(Provided records):
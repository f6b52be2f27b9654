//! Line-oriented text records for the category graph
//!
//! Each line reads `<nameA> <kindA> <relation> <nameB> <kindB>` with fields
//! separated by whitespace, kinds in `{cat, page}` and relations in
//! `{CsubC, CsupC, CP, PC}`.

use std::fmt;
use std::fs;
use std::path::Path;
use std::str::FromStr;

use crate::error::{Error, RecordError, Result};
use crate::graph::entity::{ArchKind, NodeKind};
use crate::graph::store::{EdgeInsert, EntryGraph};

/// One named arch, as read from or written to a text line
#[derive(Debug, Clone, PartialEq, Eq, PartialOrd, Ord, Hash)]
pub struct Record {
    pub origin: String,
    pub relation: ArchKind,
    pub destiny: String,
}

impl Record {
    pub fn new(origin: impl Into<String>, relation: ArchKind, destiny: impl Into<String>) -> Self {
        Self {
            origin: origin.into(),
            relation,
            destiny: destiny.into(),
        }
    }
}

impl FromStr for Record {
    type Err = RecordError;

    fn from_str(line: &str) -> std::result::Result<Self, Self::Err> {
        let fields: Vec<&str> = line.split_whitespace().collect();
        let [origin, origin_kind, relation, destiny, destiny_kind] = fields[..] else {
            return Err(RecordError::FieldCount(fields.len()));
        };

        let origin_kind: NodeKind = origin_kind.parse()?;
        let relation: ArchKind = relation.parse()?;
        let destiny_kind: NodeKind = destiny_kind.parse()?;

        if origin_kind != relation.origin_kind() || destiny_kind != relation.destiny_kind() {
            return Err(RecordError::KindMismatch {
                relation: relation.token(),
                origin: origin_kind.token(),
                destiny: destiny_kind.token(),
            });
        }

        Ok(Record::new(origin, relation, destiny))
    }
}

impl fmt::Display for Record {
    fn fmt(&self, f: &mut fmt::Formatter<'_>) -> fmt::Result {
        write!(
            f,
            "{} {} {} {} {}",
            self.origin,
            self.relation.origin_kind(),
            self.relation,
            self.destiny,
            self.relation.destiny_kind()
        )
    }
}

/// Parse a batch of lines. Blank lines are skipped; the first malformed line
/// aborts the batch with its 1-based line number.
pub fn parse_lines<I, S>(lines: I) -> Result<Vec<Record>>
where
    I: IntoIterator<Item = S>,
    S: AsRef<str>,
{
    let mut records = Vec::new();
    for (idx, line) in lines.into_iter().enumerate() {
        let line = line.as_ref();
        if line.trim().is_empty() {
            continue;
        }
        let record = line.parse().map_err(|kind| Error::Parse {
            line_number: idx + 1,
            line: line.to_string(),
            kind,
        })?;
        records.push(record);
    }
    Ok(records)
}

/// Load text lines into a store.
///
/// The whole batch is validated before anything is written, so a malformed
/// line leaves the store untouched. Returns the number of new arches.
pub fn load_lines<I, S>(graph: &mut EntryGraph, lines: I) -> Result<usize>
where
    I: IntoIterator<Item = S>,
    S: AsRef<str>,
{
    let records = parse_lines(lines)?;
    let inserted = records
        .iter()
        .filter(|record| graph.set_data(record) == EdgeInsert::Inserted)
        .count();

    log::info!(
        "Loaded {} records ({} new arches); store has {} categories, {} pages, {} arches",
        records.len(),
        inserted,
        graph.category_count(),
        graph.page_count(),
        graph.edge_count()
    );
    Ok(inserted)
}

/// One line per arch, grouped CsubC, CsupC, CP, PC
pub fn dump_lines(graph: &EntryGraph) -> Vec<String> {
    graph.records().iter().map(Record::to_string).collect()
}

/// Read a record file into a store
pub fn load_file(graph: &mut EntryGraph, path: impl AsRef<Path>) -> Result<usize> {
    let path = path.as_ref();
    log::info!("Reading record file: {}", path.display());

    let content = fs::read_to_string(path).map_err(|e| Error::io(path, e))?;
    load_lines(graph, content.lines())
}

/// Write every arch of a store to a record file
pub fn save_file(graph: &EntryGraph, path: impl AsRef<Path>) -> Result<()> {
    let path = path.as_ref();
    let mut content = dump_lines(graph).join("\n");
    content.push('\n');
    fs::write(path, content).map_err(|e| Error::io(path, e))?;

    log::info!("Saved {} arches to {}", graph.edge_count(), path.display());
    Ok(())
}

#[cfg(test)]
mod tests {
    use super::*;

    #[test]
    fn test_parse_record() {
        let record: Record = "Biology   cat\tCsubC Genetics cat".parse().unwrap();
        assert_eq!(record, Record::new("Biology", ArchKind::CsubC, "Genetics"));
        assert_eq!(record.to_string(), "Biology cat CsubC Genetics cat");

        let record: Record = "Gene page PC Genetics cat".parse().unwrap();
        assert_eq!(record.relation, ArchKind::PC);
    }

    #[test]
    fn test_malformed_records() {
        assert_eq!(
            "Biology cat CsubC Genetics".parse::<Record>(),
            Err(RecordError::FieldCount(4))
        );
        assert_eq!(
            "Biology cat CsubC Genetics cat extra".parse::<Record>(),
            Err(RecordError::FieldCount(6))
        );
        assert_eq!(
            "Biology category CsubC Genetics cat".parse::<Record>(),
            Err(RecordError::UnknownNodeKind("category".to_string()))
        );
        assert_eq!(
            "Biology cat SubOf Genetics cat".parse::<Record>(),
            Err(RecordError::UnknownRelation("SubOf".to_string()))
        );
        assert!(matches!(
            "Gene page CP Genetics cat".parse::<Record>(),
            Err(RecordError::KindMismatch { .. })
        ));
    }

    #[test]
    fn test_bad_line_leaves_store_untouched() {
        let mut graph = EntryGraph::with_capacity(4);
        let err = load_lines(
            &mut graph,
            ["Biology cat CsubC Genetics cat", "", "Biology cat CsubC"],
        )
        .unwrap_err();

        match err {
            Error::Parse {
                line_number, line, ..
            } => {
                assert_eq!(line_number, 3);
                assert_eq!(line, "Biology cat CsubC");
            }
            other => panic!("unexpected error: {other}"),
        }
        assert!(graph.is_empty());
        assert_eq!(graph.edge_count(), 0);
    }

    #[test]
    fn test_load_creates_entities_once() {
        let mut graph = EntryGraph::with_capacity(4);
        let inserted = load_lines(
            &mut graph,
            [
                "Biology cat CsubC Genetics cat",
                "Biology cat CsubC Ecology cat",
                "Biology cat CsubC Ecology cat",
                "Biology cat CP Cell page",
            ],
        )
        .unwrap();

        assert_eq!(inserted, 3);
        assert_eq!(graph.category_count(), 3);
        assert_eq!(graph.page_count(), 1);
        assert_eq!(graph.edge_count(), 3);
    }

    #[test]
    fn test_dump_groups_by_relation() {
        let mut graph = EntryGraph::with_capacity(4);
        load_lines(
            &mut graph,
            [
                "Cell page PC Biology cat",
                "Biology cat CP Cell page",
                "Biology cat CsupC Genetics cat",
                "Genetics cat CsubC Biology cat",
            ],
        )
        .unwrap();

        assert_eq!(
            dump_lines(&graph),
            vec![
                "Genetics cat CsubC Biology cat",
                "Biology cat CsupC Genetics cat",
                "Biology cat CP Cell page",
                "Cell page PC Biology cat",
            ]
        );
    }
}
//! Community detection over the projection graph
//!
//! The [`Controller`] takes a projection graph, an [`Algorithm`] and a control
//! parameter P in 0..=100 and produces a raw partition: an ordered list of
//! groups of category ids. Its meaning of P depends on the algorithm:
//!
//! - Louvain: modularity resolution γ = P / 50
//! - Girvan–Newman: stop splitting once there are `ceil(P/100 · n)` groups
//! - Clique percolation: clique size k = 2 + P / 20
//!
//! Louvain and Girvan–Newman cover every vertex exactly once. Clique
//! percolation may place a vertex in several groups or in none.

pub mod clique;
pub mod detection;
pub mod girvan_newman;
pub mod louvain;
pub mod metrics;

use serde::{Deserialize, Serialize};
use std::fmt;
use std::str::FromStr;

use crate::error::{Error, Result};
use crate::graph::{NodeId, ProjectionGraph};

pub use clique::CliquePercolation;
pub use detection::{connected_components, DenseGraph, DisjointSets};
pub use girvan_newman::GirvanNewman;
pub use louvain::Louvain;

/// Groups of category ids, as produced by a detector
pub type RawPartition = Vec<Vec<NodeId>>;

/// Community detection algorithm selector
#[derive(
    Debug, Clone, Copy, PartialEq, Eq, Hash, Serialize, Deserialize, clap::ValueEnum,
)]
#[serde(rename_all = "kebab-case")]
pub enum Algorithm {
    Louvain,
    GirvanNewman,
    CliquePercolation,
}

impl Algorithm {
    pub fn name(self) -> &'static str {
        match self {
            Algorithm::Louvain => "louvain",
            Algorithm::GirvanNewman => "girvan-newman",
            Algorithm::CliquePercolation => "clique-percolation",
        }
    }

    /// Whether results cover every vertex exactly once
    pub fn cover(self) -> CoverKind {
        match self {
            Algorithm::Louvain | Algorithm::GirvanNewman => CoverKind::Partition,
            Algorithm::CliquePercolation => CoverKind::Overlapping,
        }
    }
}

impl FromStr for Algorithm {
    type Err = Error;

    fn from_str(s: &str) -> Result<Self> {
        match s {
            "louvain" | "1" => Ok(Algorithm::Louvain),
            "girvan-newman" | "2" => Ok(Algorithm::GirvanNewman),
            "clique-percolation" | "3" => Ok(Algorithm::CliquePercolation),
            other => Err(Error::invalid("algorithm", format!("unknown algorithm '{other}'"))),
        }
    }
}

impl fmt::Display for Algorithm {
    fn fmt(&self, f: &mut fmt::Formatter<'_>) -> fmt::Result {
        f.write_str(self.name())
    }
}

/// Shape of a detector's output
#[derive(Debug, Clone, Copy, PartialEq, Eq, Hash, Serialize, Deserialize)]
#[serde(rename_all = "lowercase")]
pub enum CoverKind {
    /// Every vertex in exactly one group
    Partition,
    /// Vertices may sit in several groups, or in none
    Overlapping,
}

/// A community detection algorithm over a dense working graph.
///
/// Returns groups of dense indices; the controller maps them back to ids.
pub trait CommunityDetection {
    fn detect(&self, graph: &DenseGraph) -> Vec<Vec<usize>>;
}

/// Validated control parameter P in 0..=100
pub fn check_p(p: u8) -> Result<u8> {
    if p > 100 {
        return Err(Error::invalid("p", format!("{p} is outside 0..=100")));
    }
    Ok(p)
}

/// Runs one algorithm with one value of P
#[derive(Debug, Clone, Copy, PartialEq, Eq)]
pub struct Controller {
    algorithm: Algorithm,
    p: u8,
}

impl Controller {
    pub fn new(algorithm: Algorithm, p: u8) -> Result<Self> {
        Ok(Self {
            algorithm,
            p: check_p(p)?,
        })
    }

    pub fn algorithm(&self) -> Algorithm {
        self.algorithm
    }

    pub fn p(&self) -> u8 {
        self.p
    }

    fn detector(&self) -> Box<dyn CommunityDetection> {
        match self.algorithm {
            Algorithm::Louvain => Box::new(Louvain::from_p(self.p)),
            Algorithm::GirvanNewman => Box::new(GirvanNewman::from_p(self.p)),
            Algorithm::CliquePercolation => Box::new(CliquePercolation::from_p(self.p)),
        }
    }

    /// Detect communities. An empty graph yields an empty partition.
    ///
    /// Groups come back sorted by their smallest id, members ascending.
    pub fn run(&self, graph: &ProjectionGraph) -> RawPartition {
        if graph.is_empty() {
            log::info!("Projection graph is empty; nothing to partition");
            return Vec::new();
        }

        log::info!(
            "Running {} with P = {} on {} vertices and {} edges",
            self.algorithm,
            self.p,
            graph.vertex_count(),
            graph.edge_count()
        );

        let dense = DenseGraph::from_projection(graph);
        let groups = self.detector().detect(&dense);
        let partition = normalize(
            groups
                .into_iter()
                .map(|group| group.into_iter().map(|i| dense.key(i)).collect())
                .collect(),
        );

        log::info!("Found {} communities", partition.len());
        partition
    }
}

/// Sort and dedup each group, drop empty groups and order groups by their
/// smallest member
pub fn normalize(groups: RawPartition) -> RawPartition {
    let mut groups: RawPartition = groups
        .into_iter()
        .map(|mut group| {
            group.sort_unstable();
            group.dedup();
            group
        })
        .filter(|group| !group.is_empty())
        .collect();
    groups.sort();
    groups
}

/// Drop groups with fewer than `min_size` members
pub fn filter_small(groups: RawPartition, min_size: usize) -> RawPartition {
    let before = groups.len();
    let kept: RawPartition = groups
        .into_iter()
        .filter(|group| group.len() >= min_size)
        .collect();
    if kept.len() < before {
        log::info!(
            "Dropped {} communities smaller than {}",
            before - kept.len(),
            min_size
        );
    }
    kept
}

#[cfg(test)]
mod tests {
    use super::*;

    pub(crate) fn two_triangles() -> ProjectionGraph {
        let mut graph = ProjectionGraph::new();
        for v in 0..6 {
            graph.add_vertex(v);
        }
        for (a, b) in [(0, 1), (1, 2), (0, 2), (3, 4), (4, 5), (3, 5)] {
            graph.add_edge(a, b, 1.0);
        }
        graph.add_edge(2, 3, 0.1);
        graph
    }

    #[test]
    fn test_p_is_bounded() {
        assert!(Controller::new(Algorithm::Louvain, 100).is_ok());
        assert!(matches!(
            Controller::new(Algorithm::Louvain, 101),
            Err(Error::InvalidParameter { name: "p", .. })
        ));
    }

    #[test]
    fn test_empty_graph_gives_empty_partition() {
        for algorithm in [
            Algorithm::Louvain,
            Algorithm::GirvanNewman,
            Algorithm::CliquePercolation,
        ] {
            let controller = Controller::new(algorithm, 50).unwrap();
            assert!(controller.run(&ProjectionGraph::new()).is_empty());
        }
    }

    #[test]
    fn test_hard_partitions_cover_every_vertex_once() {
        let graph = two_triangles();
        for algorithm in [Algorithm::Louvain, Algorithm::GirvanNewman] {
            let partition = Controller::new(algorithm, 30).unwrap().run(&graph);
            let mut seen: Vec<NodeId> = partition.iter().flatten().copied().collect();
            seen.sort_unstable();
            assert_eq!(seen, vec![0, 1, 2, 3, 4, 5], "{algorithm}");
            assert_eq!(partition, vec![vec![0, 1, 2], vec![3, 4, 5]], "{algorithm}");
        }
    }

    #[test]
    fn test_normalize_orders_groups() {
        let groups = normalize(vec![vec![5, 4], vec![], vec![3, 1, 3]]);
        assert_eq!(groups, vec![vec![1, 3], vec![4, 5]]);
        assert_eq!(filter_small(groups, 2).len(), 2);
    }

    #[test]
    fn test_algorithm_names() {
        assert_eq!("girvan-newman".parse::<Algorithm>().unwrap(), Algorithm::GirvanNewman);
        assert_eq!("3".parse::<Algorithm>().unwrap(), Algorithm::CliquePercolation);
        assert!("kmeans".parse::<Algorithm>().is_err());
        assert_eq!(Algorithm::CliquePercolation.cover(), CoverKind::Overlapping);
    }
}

(Work to be completed): The answer is each line in which the word "KindMismatch" occurs, copied from the material above.

(Task response):
            return Err(RecordError::KindMismatch {
            Err(RecordError::KindMismatch { .. })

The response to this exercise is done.